What model of RAM do you have, including the rated frequency, timings, and voltage? Assuming you initially left the DRAM frequency and all the timings on Auto, what were the before and after settings when having XMP disabled and enabled.
 
G Skill RipJaws 4GB DDR3 RAM
1333 7-7-7-21 1.5v

The only thing that changes is the voltage goes from auto to 1.5 and the timings go from 9-9-9-24 to 7-7-7-21
The frequency is always 1333. At least that is all I have seen change
 
The numbers IBT cranks out are amusing. I recommend ignoring them completely.
 
Thank you for your input.

Why would you say that? Even if they arent exact, wouldnt it be important that they are relative to one another? How much higher isnt as important as the fact that it is higher. Additionally, if not IBT, what would you recommend for standard benching?
 
To measure CPU performance you want to look for some long running multithreaded benches. wPrime1024M set to max threads is a decent measure though not terribly ram dependent.

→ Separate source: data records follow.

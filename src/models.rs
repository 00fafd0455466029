use serde::{Deserialize, Serialize};
use std::fmt;

/// What kind of gallery entity a crawl walks.
#[derive(Debug, Clone, Copy, PartialEq, Eq, Serialize, Deserialize)]
#[serde(rename_all = "lowercase")]
pub enum TargetKind {
    Idol,
    Creator,
}

impl fmt::Display for TargetKind {
    fn fmt(&self, f: &mut fmt::Formatter<'_>) -> fmt::Result {
        match self {
            TargetKind::Idol => write!(f, "idol"),
            TargetKind::Creator => write!(f, "creator"),
        }
    }
}

/// Page indices a crawl visits.
#[derive(Debug, Clone, Copy, PartialEq, Eq, Serialize, Deserialize)]
pub enum PageRange {
    /// Inclusive index range.
    Bounded { start: u32, end: u32 },
    /// Starts at `start` and continues until a successfully loaded page
    /// yields zero post links.
    UntilEmpty { start: u32 },
}

impl PageRange {
    pub fn start(&self) -> u32 {
        match *self {
            PageRange::Bounded { start, .. } | PageRange::UntilEmpty { start } => start,
        }
    }

    /// Number of pages for bounded ranges, `None` for open-ended walks.
    pub fn len(&self) -> Option<u32> {
        match *self {
            PageRange::Bounded { start, end } => Some(end.saturating_sub(start) + 1),
            PageRange::UntilEmpty { .. } => None,
        }
    }
}

/// Immutable description of one crawl. Fixed for the lifetime of a job.
#[derive(Debug, Clone, Serialize, Deserialize)]
pub struct CrawlTarget {
    pub kind: TargetKind,
    pub name: String,
    pub range: PageRange,
}

impl CrawlTarget {
    pub fn idol(name: impl Into<String>, start: u32, end: u32) -> Self {
        Self {
            kind: TargetKind::Idol,
            name: name.into(),
            range: PageRange::Bounded { start, end },
        }
    }

    pub fn creator(name: impl Into<String>, range: PageRange) -> Self {
        Self {
            kind: TargetKind::Creator,
            name: name.into(),
            range,
        }
    }

    /// Build the listing URL for a page index. Creator listings omit the
    /// page segment on page 1; idol listings always carry it.
    pub fn listing_url(&self, base: &str, page: u32) -> String {
        let base = base.trim_end_matches('/');
        match self.kind {
            TargetKind::Idol => format!("{}/idols/{}/page/{}/", base, self.name, page),
            TargetKind::Creator if page == 1 => format!("{}/creator/{}/", base, self.name),
            TargetKind::Creator => format!("{}/creator/{}/page/{}/", base, self.name, page),
        }
    }
}

impl fmt::Display for CrawlTarget {
    fn fmt(&self, f: &mut fmt::Formatter<'_>) -> fmt::Result {
        match self.range {
            PageRange::Bounded { start, end } => {
                write!(f, "{} {} pages {}..{}", self.kind, self.name, start, end)
            }
            PageRange::UntilEmpty { start } => {
                write!(f, "{} {} pages {}..(until empty)", self.kind, self.name, start)
            }
        }
    }
}

/// Where in the walk an error was recorded.
#[derive(Debug, Clone, Copy, PartialEq, Eq, Serialize, Deserialize)]
#[serde(rename_all = "lowercase")]
pub enum ErrorScope {
    Page,
    Post,
    Image,
}

/// One recorded, non-fatal failure.
#[derive(Debug, Clone, Serialize, Deserialize)]
#[serde(rename_all = "camelCase")]
pub struct ErrorEntry {
    pub scope: ErrorScope,
    pub identifier: String,
    pub message: String,
}

/// Accumulated counters for a job, mutated incrementally as work completes.
#[derive(Debug, Clone, Default, Serialize, Deserialize)]
#[serde(rename_all = "camelCase")]
pub struct JobResult {
    pub pages_processed: u32,
    pub posts_processed: u32,
    pub images_downloaded: u32,
    pub errors: Vec<ErrorEntry>,
}

impl JobResult {
    pub fn record_error(&mut self, scope: ErrorScope, identifier: impl Into<String>, message: impl fmt::Display) {
        self.errors.push(ErrorEntry {
            scope,
            identifier: identifier.into(),
            message: message.to_string(),
        });
    }
}

/// Outcome of processing one image URL.
#[derive(Debug, Clone, Serialize, Deserialize)]
pub struct ImageOutcome {
    pub filename: String,
    pub status: OutcomeStatus,
}

#[derive(Debug, Clone, PartialEq, Eq, Serialize, Deserialize)]
#[serde(rename_all = "lowercase", tag = "kind", content = "error")]
pub enum OutcomeStatus {
    /// Downloaded and persisted on this run.
    Saved,
    /// Already present on disk; no network activity performed.
    Skipped,
    Failed(String),
}

impl ImageOutcome {
    pub fn saved(filename: impl Into<String>) -> Self {
        Self {
            filename: filename.into(),
            status: OutcomeStatus::Saved,
        }
    }

    pub fn skipped(filename: impl Into<String>) -> Self {
        Self {
            filename: filename.into(),
            status: OutcomeStatus::Skipped,
        }
    }

    pub fn failed(filename: impl Into<String>, err: impl fmt::Display) -> Self {
        Self {
            filename: filename.into(),
            status: OutcomeStatus::Failed(err.to_string()),
        }
    }

    /// Skips count as success: the file is on disk either way.
    pub fn is_success(&self) -> bool {
        !matches!(self.status, OutcomeStatus::Failed(_))
    }
}

/// Job lifecycle states.
#[derive(Debug, Clone, Copy, PartialEq, Eq, Serialize, Deserialize)]
#[serde(rename_all = "lowercase")]
pub enum JobState {
    Pending,
    Running,
    Cancelling,
    Completed,
    Failed,
    Cancelled,
}

impl fmt::Display for JobState {
    fn fmt(&self, f: &mut fmt::Formatter<'_>) -> fmt::Result {
        let s = match self {
            JobState::Pending => "pending",
            JobState::Running => "running",
            JobState::Cancelling => "cancelling",
            JobState::Completed => "completed",
            JobState::Failed => "failed",
            JobState::Cancelled => "cancelled",
        };
        write!(f, "{}", s)
    }
}

#[cfg(test)]
mod tests {
    use super::*;

    #[test]
    fn idol_listing_url_always_carries_page_segment() {
        let target = CrawlTarget::idol("jihyo", 1, 5);
        assert_eq!(
            target.listing_url("https://idolfap.com", 1),
            "https://idolfap.com/idols/jihyo/page/1/"
        );
        assert_eq!(
            target.listing_url("https://idolfap.com/", 3),
            "https://idolfap.com/idols/jihyo/page/3/"
        );
    }

    #[test]
    fn creator_listing_url_omits_page_segment_on_first_page() {
        let target = CrawlTarget::creator("darkyeji", PageRange::UntilEmpty { start: 1 });
        assert_eq!(
            target.listing_url("https://idolfap.com", 1),
            "https://idolfap.com/creator/darkyeji/"
        );
        assert_eq!(
            target.listing_url("https://idolfap.com", 2),
            "https://idolfap.com/creator/darkyeji/page/2/"
        );
    }

    #[test]
    fn bounded_range_len_is_inclusive() {
        assert_eq!(PageRange::Bounded { start: 1, end: 2 }.len(), Some(2));
        assert_eq!(PageRange::Bounded { start: 4, end: 4 }.len(), Some(1));
        assert_eq!(PageRange::UntilEmpty { start: 1 }.len(), None);
    }

    #[test]
    fn skipped_outcome_counts_as_success() {
        assert!(ImageOutcome::skipped("a.jpg").is_success());
        assert!(ImageOutcome::saved("a.jpg").is_success());
        assert!(!ImageOutcome::failed("a.jpg", "boom").is_success());
    }
}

Cinebench is another good one. UC bench set to run all tests is definitely long enough to measure even small differences.
 
IBT responds to things very strangely. More computational power doesn't always equal higher numbers.
The best example is HyperThreading, which typically improves performance by 20-30%. In IBT it lowers the score.
 
If anyone is interested in the solution, I raised the VCCIO to 1.1V and it works fine now with XMP on. Weird how I would have to increase that for something that is natively "supported" by the board.